*SUPPLIED DATA*

=====

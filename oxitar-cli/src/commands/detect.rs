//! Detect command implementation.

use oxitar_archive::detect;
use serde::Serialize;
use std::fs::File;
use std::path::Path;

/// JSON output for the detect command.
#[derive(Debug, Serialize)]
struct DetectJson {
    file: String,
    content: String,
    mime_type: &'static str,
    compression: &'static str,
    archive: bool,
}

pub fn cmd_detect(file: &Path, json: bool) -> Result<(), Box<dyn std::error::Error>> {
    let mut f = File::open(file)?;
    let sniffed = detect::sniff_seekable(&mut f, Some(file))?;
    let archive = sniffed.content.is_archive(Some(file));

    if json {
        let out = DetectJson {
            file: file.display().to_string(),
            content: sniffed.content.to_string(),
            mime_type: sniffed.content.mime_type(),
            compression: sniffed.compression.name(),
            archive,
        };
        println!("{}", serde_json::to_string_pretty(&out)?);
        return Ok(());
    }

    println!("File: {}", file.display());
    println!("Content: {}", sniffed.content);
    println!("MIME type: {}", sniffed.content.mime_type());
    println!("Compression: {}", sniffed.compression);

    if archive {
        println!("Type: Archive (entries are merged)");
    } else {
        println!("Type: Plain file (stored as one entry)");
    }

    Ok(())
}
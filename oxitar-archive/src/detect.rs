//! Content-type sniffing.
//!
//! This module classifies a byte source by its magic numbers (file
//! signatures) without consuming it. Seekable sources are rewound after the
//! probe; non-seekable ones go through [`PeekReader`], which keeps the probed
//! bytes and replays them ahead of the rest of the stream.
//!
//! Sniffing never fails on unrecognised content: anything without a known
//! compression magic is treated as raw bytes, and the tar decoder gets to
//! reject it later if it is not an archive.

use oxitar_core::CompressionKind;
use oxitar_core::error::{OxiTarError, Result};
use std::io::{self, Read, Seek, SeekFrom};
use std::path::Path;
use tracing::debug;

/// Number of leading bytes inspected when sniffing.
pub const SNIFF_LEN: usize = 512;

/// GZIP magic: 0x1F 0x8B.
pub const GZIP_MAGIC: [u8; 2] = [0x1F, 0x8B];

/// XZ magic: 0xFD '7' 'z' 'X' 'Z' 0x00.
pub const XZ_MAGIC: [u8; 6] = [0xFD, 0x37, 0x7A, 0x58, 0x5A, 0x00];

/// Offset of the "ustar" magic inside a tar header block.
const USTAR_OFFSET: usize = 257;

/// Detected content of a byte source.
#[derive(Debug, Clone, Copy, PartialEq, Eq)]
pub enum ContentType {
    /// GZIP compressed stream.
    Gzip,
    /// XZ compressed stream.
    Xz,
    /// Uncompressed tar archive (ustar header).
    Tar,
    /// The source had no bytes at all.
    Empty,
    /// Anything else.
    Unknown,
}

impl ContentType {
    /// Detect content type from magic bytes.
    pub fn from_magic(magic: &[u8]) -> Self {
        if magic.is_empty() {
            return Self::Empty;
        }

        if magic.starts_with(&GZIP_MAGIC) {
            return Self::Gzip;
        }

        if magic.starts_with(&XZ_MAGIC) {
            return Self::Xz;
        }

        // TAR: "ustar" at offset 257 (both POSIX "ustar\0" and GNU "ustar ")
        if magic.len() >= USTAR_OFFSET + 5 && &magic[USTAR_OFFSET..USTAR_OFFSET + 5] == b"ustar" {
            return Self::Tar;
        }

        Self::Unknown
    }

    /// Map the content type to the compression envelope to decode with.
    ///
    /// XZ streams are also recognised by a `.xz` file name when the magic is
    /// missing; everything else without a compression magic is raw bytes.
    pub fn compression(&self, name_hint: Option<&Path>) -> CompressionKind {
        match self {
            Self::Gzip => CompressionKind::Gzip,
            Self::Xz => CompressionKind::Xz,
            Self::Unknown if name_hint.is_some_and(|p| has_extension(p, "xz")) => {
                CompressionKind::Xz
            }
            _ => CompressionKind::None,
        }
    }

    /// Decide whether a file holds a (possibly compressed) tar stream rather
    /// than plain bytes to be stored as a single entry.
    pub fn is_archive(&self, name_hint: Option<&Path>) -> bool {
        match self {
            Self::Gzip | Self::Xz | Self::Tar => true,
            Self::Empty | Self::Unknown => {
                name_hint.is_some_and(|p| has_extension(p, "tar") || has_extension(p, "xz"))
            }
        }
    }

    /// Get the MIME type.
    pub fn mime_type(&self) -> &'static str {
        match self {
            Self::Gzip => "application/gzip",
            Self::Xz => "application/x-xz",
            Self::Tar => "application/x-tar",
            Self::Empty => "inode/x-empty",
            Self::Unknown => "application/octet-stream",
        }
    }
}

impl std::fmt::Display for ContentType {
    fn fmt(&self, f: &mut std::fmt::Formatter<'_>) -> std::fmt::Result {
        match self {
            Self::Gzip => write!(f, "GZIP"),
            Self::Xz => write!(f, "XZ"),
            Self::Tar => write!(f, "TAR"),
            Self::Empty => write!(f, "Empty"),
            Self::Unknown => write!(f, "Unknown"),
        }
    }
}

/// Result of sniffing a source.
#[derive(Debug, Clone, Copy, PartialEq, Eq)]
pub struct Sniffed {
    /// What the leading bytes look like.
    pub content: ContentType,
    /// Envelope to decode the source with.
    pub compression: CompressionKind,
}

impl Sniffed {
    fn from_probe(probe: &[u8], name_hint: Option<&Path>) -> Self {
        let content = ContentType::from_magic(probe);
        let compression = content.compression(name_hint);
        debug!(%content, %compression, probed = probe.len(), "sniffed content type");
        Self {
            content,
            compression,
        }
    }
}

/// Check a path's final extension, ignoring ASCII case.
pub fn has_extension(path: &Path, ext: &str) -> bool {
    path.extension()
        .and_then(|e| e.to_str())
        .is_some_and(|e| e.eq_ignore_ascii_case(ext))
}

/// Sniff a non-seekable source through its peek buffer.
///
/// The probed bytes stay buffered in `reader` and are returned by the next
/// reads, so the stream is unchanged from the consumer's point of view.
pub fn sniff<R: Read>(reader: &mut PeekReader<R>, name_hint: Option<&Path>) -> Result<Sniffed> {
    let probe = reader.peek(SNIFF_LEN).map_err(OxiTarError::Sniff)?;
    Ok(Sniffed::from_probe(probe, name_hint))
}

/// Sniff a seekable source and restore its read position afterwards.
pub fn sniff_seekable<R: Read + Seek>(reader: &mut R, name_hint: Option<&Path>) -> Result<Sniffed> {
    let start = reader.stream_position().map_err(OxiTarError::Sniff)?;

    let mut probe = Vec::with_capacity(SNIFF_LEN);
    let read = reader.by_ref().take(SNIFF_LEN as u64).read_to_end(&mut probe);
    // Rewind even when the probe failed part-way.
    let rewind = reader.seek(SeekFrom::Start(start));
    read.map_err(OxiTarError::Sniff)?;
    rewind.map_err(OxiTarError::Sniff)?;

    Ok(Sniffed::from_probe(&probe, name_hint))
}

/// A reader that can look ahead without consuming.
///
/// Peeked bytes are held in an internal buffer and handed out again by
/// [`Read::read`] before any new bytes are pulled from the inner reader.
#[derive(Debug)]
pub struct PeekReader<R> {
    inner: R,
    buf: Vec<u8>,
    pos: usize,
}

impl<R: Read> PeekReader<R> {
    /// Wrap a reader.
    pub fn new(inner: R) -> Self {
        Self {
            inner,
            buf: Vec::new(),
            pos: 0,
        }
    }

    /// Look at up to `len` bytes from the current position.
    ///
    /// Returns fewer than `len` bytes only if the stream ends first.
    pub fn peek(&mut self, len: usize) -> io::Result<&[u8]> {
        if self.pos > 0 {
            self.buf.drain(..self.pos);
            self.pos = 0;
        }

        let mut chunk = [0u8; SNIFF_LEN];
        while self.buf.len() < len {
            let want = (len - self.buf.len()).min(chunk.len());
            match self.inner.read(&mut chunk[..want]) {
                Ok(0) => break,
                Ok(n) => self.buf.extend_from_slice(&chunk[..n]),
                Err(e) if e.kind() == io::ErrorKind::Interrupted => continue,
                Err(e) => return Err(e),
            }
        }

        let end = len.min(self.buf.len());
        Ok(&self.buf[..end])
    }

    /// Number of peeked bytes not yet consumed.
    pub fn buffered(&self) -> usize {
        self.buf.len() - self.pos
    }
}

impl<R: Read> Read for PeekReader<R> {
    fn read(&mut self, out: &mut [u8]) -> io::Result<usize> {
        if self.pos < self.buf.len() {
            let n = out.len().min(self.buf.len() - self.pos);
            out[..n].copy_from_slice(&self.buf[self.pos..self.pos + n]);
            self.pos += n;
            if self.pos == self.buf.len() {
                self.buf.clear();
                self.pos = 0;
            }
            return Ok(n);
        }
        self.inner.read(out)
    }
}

=====

*WHAT THE TASK REQUIRES*
From the line containing "out[..n].copy_from_slice(&self.buf[self.pos..self.pos + n]);" to the last line of the listing, write everything out exactly. Nothing outside that stretch belongs.

*RESULT BELOW*
            out[..n].copy_from_slice(&self.buf[self.pos..self.pos + n]);
            self.pos += n;
            if self.pos == self.buf.len() {
                self.buf.clear();
                self.pos = 0;
            }
            return Ok(n);
        }
        self.inner.read(out)
    }
}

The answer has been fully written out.